_Extracted records_.

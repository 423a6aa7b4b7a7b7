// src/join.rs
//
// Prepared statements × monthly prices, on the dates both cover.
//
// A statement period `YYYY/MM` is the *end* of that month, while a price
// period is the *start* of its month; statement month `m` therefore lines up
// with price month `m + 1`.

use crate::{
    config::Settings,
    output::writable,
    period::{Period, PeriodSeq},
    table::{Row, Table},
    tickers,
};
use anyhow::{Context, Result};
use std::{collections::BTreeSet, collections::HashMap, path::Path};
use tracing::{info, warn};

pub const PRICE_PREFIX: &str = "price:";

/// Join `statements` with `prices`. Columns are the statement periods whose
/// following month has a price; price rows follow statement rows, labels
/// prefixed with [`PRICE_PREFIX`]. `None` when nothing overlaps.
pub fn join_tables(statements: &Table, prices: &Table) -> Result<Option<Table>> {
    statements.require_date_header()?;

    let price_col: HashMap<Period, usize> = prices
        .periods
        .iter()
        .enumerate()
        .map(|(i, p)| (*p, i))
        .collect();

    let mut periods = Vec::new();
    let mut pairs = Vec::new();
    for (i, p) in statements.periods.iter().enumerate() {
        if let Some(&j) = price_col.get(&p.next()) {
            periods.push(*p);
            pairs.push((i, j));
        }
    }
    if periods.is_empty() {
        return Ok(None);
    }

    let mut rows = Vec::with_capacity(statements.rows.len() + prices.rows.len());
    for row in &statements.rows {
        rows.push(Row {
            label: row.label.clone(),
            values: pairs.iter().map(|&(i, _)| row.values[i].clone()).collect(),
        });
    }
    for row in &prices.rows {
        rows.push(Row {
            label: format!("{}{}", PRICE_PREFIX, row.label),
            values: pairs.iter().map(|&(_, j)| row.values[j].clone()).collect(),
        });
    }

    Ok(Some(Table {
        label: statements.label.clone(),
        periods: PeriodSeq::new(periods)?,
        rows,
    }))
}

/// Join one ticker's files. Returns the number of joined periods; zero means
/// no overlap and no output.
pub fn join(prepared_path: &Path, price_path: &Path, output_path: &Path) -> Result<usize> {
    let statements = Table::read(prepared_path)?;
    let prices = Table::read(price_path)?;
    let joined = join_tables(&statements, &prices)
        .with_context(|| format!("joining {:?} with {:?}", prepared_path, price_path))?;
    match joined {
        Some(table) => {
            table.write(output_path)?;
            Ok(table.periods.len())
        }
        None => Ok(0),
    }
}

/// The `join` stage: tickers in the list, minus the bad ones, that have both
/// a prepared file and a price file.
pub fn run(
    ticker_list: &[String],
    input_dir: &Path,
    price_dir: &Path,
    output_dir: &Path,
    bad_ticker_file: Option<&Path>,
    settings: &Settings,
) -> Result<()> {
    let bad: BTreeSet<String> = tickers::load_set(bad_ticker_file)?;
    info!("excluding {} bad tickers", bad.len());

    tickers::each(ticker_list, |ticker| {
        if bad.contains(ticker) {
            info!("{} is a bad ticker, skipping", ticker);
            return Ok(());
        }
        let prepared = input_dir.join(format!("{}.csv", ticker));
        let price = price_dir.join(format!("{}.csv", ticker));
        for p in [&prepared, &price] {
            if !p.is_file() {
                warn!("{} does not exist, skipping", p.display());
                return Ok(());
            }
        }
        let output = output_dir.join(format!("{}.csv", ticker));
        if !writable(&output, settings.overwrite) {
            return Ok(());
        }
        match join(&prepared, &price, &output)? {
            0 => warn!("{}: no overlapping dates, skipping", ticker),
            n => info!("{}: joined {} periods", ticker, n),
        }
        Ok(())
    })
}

---

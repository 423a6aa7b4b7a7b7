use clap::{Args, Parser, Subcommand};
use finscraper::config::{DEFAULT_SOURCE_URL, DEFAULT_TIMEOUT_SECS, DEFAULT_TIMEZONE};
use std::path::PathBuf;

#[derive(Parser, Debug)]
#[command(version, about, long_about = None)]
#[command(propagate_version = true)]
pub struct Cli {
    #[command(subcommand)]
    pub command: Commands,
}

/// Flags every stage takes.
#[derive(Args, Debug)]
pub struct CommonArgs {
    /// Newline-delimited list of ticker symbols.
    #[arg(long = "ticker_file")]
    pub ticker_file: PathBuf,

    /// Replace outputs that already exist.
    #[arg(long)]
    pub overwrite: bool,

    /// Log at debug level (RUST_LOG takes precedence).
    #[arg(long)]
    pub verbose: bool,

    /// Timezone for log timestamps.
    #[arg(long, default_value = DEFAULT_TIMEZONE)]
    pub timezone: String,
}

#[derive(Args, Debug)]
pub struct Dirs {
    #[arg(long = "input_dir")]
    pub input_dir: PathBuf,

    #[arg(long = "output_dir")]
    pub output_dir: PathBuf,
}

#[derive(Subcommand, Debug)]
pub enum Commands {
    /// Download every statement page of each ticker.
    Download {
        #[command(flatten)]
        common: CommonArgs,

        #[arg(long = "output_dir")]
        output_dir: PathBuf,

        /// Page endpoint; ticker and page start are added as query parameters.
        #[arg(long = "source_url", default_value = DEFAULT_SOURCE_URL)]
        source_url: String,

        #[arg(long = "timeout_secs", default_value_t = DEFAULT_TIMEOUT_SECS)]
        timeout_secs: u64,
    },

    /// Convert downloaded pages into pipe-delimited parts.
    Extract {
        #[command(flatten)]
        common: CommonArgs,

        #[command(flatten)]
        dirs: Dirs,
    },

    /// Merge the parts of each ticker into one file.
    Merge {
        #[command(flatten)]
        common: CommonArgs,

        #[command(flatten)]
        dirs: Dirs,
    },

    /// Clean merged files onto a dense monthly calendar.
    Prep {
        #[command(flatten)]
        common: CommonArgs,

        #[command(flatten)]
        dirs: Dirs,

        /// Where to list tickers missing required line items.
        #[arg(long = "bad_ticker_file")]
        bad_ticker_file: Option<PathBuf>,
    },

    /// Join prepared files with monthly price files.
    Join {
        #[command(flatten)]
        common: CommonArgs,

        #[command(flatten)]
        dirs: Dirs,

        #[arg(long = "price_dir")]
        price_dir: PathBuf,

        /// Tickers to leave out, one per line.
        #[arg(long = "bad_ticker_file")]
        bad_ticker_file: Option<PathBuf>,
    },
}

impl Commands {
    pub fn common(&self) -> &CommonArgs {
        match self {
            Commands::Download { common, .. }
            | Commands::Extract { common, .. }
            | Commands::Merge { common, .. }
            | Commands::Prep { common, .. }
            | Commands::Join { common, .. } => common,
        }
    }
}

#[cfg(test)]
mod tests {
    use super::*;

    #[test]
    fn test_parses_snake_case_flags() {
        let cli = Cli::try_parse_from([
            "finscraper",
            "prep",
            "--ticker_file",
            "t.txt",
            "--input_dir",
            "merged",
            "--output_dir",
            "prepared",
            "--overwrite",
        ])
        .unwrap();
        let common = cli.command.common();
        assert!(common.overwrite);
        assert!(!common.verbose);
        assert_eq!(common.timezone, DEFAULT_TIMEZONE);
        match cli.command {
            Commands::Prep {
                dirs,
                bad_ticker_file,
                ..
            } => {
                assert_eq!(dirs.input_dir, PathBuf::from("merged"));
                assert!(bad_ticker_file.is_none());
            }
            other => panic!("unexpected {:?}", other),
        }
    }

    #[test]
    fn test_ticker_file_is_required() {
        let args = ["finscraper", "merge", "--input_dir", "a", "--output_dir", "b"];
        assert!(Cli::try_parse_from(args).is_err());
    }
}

==

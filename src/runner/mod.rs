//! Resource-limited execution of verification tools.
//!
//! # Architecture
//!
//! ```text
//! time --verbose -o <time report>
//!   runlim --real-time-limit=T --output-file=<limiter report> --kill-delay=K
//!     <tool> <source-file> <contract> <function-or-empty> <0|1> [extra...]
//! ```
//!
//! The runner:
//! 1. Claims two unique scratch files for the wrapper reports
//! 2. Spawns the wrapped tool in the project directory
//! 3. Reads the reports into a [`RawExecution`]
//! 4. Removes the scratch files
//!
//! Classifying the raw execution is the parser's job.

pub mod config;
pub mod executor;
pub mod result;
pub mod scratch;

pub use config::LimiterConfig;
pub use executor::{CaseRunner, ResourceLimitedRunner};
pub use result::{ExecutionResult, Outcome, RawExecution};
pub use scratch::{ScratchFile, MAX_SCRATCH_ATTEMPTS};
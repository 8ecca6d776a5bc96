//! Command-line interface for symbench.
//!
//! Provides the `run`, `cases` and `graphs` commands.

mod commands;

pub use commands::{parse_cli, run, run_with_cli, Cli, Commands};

_Work task_.
Some lines above contain the word "joined". Copy each of them.

_Expected answer_.
/// Join one ticker's files. Returns the number of joined periods; zero means
    let joined = join_tables(&statements, &prices)
    match joined {
            n => info!("{}: joined {} periods", ticker, n),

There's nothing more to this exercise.